**Problem statement**
From the line with "model.record(1, Duration::from_millis(900));" to the final line of the records, every line is to be duplicated exactly, both of those lines included.

**Collected data**

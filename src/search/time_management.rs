//! Move budgeting and the depth-time model.
//!
//! The front-end passes raw clock data; `allocate_budget_ms` turns it into a
//! per-move budget. During a search, `DepthTimeModel` fits
//! `time ≈ a·e^(b·depth)` to the completed iterations and predicts whether the
//! next depth fits in what is left of the budget.

use std::time::Duration;

use crate::game_state::board::Board;
use crate::game_state::chess_types::Color;

/// Budget used for `go infinite`; only an explicit stop ends such a search.
pub const INFINITE_BUDGET_MS: u64 = 24 * 60 * 60 * 1000;

/// Budget used when `go` carries no clock information at all.
pub const DEFAULT_BUDGET_MS: u64 = 1_000;

#[derive(Debug, Clone, Default, PartialEq, Eq)]
pub struct GoParams {
    pub depth: Option<u8>,
    pub movetime_ms: Option<u64>,
    pub wtime_ms: Option<u64>,
    pub btime_ms: Option<u64>,
    pub winc_ms: Option<u64>,
    pub binc_ms: Option<u64>,
    pub movestogo: Option<u16>,
    pub infinite: bool,
}

/// Milliseconds to spend on the move for the side to move on `board`.
pub fn allocate_budget_ms(board: &Board, params: &GoParams) -> u64 {
    if params.infinite {
        return INFINITE_BUDGET_MS;
    }
    if let Some(movetime) = params.movetime_ms {
        return movetime.max(1);
    }

    let (remaining, increment) = match board.active_color() {
        Color::Light => (params.wtime_ms, params.winc_ms),
        Color::Dark => (params.btime_ms, params.binc_ms),
    };
    match remaining {
        Some(remaining) => clock_budget_ms(board, remaining, increment, params.movestogo),
        // Depth-limited searches still need a timer; give them room.
        None if params.depth.is_some() => INFINITE_BUDGET_MS,
        None => DEFAULT_BUDGET_MS,
    }
}

fn clock_budget_ms(
    board: &Board,
    remaining_ms: u64,
    inc_ms: Option<u64>,
    movestogo: Option<u16>,
) -> u64 {
    let ply = u64::from(board.fullmove_number().saturating_sub(1)) * 2
        + u64::from(board.active_color() == Color::Dark);
    let expected_moves_left = if let Some(mtg) = movestogo {
        u64::from(mtg.max(1))
    } else if ply < 20 {
        40
    } else if ply < 60 {
        28
    } else {
        18
    };

    let reserve = (remaining_ms / 25)
        .max(100)
        .min(remaining_ms.saturating_sub(1));
    let usable = remaining_ms.saturating_sub(reserve);
    let base = usable / expected_moves_left;
    let inc_bonus = inc_ms.unwrap_or(0).saturating_mul(3) / 4;
    let target = base.saturating_add(inc_bonus);

    let min_budget = if remaining_ms < 1_000 { 5 } else { 15 };
    let max_budget = (remaining_ms / 4).max(1);
    target.max(min_budget).min(max_budget)
}

/// Exponential fit of iteration time against depth.
#[derive(Debug, Clone, Default)]
pub struct DepthTimeModel {
    samples: Vec<(u8, f64)>,
}

impl DepthTimeModel {
    const WINDOW: usize = 6;
    // Sub-millisecond timings are noise; flooring keeps the logarithm tame.
    const FLOOR_MS: f64 = 1.0;

    pub fn clear(&mut self) {
        self.samples.clear();
    }

    /// Record the wall time spent on one completed depth.
    pub fn record(&mut self, depth: u8, elapsed: Duration) {
        let ms = (elapsed.as_secs_f64() * 1000.0).max(Self::FLOOR_MS);
        self.samples.push((depth, ms));
        if self.samples.len() > Self::WINDOW {
            self.samples.remove(0);
        }
    }

    /// Predicted time for `depth`, or `None` with fewer than two samples.
    pub fn predict(&self, depth: u8) -> Option<Duration> {
        if self.samples.len() < 2 {
            return None;
        }
        let n = self.samples.len() as f64;
        let mean_x = self.samples.iter().map(|&(d, _)| f64::from(d)).sum::<f64>() / n;
        let mean_y = self.samples.iter().map(|&(_, t)| t.ln()).sum::<f64>() / n;

        let (mut sxy, mut sxx) = (0.0, 0.0);
        for &(d, t) in &self.samples {
            let dx = f64::from(d) - mean_x;
            sxy += dx * (t.ln() - mean_y);
            sxx += dx * dx;
        }
        if sxx == 0.0 {
            return None;
        }
        let slope = sxy / sxx;
        let intercept = mean_y - slope * mean_x;
        let predicted = (intercept + slope * f64::from(depth)).exp();

        // A deeper iteration never costs less than the last one did.
        let last = self.samples.last().map_or(0.0, |&(_, t)| t);
        let ms = predicted.max(last);
        Duration::try_from_secs_f64(ms / 1000.0).ok()
    }

    /// Whether `depth` is expected to finish inside `budget` given `elapsed`.
    ///
    /// Without a usable fit the answer is yes; the timer still bounds the search.
    pub fn next_depth_fits(&self, depth: u8, elapsed: Duration, budget: Duration) -> bool {
        match self.predict(depth) {
            Some(predicted) => elapsed.saturating_add(predicted) <= budget,
            None => true,
        }
    }
}

#[cfg(test)]
mod tests {
    use super::*;
    use crate::utils::fen_parser::parse_fen;

    #[test]
    fn movetime_and_infinite_win_over_clocks() {
        let board = Board::starting_position();
        let fixed = GoParams {
            movetime_ms: Some(250),
            wtime_ms: Some(60_000),
            ..GoParams::default()
        };
        assert_eq!(allocate_budget_ms(&board, &fixed), 250);
        let infinite = GoParams {
            infinite: true,
            ..GoParams::default()
        };
        assert_eq!(allocate_budget_ms(&board, &infinite), INFINITE_BUDGET_MS);
        assert_eq!(
            allocate_budget_ms(&board, &GoParams::default()),
            DEFAULT_BUDGET_MS
        );
    }

    #[test]
    fn clock_budget_uses_the_side_to_move() {
        let board = parse_fen("4k3/8/8/8/8/8/8/4K3 b - - 0 40").expect("valid FEN");
        let params = GoParams {
            wtime_ms: Some(1_000),
            btime_ms: Some(60_000),
            binc_ms: Some(1_000),
            ..GoParams::default()
        };
        let budget = allocate_budget_ms(&board, &params);
        // 57_600 usable over 18 moves plus 750 of increment.
        assert_eq!(budget, 57_600 / 18 + 750);
    }

    #[test]
    fn tiny_clocks_never_panic_and_stay_below_a_quarter() {
        let board = Board::starting_position();
        for remaining in [0, 1, 7, 50, 120, 999] {
            let params = GoParams {
                wtime_ms: Some(remaining),
                ..GoParams::default()
            };
            let budget = allocate_budget_ms(&board, &params);
            assert!(budget >= 1);
            assert!(budget <= (remaining / 4).max(1));
        }
    }

    #[test]
    fn model_extrapolates_exponential_growth() {
        let mut model = DepthTimeModel::default();
        assert!(model.predict(2).is_none());
        model.record(1, Duration::from_millis(10));
        model.record(2, Duration::from_millis(40));
        model.record(3, Duration::from_millis(160));
        let predicted = model.predict(4).expect("three samples fit");
        let ms = predicted.as_secs_f64() * 1000.0;
        assert!((ms - 640.0).abs() < 1.0, "predicted {ms}");

        let budget = Duration::from_millis(700);
        assert!(!model.next_depth_fits(4, Duration::from_millis(210), budget));
        assert!(model.next_depth_fits(4, Duration::from_millis(50), budget));
    }

    #[test]
    fn model_without_fit_allows_the_next_depth() {
        let mut model = DepthTimeModel::default();
        model.record(1, Duration::from_millis(900));
        assert!(model.next_depth_fits(2, Duration::from_millis(900), Duration::from_millis(1000)));
        model.clear();
        assert!(model.predict(5).is_none());
    }
}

**Result of the exercise**
        model.record(1, Duration::from_millis(900));
        assert!(model.next_depth_fits(2, Duration::from_millis(900), Duration::from_millis(1000)));
        model.clear();
        assert!(model.predict(5).is_none());
    }
}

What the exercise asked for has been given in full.